3 Giugno 2018 - 15:46

Il Maestro e Margherita, quella scala da Paradiso a Inferno e il diavolo in una battuta

Il Maestro e Margherita, il romanzo di Bulgakov che dovrebbe essere annoverato fra i classici ma che la scuola snobba. Se il diavolo è nell’ironia ed è più umano di quel che si pensa

Il Maestro e Margherita è uno di quei libri “da leggere”, ma generalmente tenuti fuori da qualsiasi lista di questo tipo. Andate da un professore, in una scuola qualsiasi, e nessuna delle persone sedute dietro la cattedra citerà quest’opera come un classico che bisogna conoscere necessariamente. Però lo è, non per ciò che si potrebbe pensare.

Tanto per iniziare, se la Bibbia è stato il primo libro stampato in Europa e il più venduto al mondo, il romanzo di Bulgakov sembra la naturale, ironica ed intrigante continuazione e nemesi. L’opera intreccia la vicenda di un sedicente professore piombato a Mosca, che è in realtà il diavolo, e quella di Pilato, intento a decidere se salvare Gesù o Barabba.

L’umanità del diavolo che Bulgakov conosceva

Alla prima lettura, non si capisce bene cosa si ha davanti. Quel che si sa è che si sta leggendo qualcosa di estremamente elegante, sagace ed intelligente (giusto perché Bulgakov non è l’ultimo arrivato e grazie tante). La delicatezza del suo lessico non chiude la strada ad un’ironia pungente. Che si ha a che fare col diavolo lo si capisce quasi subito, ma chissà perché non ci si sbilancia durante la lettura. Un po’ ci si spera che quel personaggio così divertente e simpaticamente spietato non sia proprio il diavolo, perché ammettere che faccia ridere è difficile. Bulgakov ricalca probabilmente un disegno talmente ovvio da esser quasi sempre invisibile: il diavolo ha lingua biforcuta, mente intrigante e battute sottili. 

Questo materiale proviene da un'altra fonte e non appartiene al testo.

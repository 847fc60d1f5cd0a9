//! Single-metallicity lookups: isochrone selection and mass/age interpolation.
//!
//! Two kinds of lookup live here:
//!
//! - [`ModelGrid::isochrone`] hands back one *stored* isochrone. A requested age
//!   that is not stored snaps to the nearest younger stored age.
//! - [`interpolate_across_age`] never snaps: it interpolates magnitudes between
//!   the two stored ages that bracket the requested one.
//!
//! Both report "impossible under this model" as `None`; the `get_*` wrappers turn
//! that into `+inf` for callers that want a plain magnitude.

use crate::error::GridError;
use crate::isochrone::grid::{IsochroneBlock, ModelGrid};
use crate::math::{find_closest_bracket, linear_interp};

/// Borrowed view of one stored isochrone.
#[derive(Debug, Clone, Copy)]
pub struct Isochrone<'a> {
    block: &'a IsochroneBlock,
    requested_age: f64,
}

impl<'a> Isochrone<'a> {
    /// The stored age actually used.
    pub fn log_age(&self) -> f64 {
        self.block.log_age()
    }

    /// The age the caller asked for.
    pub fn requested_age(&self) -> f64 {
        self.requested_age
    }

    pub fn masses(&self) -> &'a [f64] {
        self.block.masses()
    }

    pub fn min_mass(&self) -> f64 {
        self.block.mass_range().0
    }

    pub fn max_mass(&self) -> f64 {
        self.block.mass_range().1
    }

    pub fn contains_mass(&self, mass: f64) -> bool {
        mass >= self.min_mass() && mass <= self.max_mass()
    }

    /// Magnitude in `band` at `mass`, or `None` outside the tabulated mass range.
    pub fn magnitude(&self, mass: f64, band: usize) -> Option<f64> {
        if !self.contains_mass(mass) {
            return None;
        }
        let mags = self.block.band_magnitudes(band)?;
        let bracket = find_closest_bracket(mass, self.block.masses()).ok()?;
        let value = bracket.interpolate(mass, mags)?;
        value.is_finite().then_some(value)
    }

    /// Like [`Isochrone::magnitude`] but with `+inf` for impossible inputs.
    pub fn get_magnitude(&self, mass: f64, band: usize) -> f64 {
        self.magnitude(mass, band).unwrap_or(f64::INFINITY)
    }
}

impl ModelGrid {
    /// Stored isochrone for `age`.
    ///
    /// An age between two stored ages resolves to the younger one.
    pub fn isochrone(&self, age: f64) -> Result<Isochrone<'_>, GridError> {
        let (min, max) = self.age_range();
        let bracket = find_closest_bracket(age, self.ages())
            .map_err(|_| GridError::AgeOutOfRange { age, min, max })?;

        if !bracket.is_exact() {
            log::debug!(
                "[Fe/H]={}: log age {age} not stored, using younger isochrone {}",
                self.feh(),
                bracket.lower
            );
        }

        let block = self
            .block(bracket.lower_index)
            .ok_or(GridError::AgeOutOfRange { age, min, max })?;
        Ok(Isochrone {
            block,
            requested_age: age,
        })
    }

    /// Magnitude at `(mass, age)` interpolated across age. See [`interpolate_across_age`].
    pub fn magnitude(&self, mass: f64, age: f64, band: usize) -> Option<f64> {
        interpolate_across_age(self, mass, age, band)
    }

    pub fn get_magnitude(&self, mass: f64, age: f64, band: usize) -> f64 {
        self.magnitude(mass, age, band).unwrap_or(f64::INFINITY)
    }
}

/// Magnitude at `(mass, age)` for one grid.
///
/// - stored age: direct lookup in that isochrone
/// - otherwise look up both bracketing isochrones; interpolate on age when both
///   are finite, fall back to whichever one is finite, else `None`
/// - ages outside the grid: `None`
pub fn interpolate_across_age(grid: &ModelGrid, mass: f64, age: f64, band: usize) -> Option<f64> {
    let bracket = find_closest_bracket(age, grid.ages()).ok()?;
    let lookup = |index: usize| -> Option<f64> {
        let block = grid.block(index)?;
        Isochrone {
            block,
            requested_age: age,
        }
        .magnitude(mass, band)
    };

    if bracket.is_exact() {
        return lookup(bracket.lower_index);
    }

    match (lookup(bracket.lower_index), lookup(bracket.upper_index)) {
        (Some(lo), Some(hi)) => Some(linear_interp(age, (bracket.lower, lo), (bracket.upper, hi))),
        (Some(only), None) | (None, Some(only)) => Some(only),
        (None, None) => None,
    }
}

Il diavolo è divertente e promette cose senza chiedere (troppo) in cambio. E’ lui a realizzare il più grande desiderio di Margherita, che chiederà di poter ritrovare il Maestro, l’uomo con cui ha la tenera storia d’amore che fa da sfondo a tutto il romanzo. E l’altra importante lezione è che l’amore è uno strumento dell’inferno, in qualche modo, delicato e spinato come solo una cosa pensata dal diavolo e gestita dagli umani può essere. L’amore non è celeste, il potere invece sì. Se Dio è il signore del cielo, capace di prender le decisioni giuste per un mondo che gira sul suo dito indice, se Gesù è solo un’altra trascurabile vittima di un disegno che è corretto per definizione, Pilato è un giudice triste. Prende decisioni che qualcun altro ha già fatto per lui, consapevole comunque di non aver fatto ciò che giustizia terrena vorrebbe, perché scegliere è facoltà solo di un Dio che in ogni caso i nostri personaggi non sembrano sentire.

Tutte le vicende intrise di magia, rendono inoltre il pensiero materialista e realista della Russia della Rivoluzione totalmente inadeguato alla volontà di comprensione dei fenomeni soprannaturali del romanzo. Bulgakov scrive dunque un romanzo che è una scala in legno che parte dal paradiso, passa per la nostra Terra e arriva all’ultimo piano dell’Inferno, per farci vedere che tutto alla fine passa per una storia, che forse il concetto di eterno è più umano di quel che pensiamo, che il diavolo sta nell’ironia e sentirsi in colpa è inutile, totalmente inutile.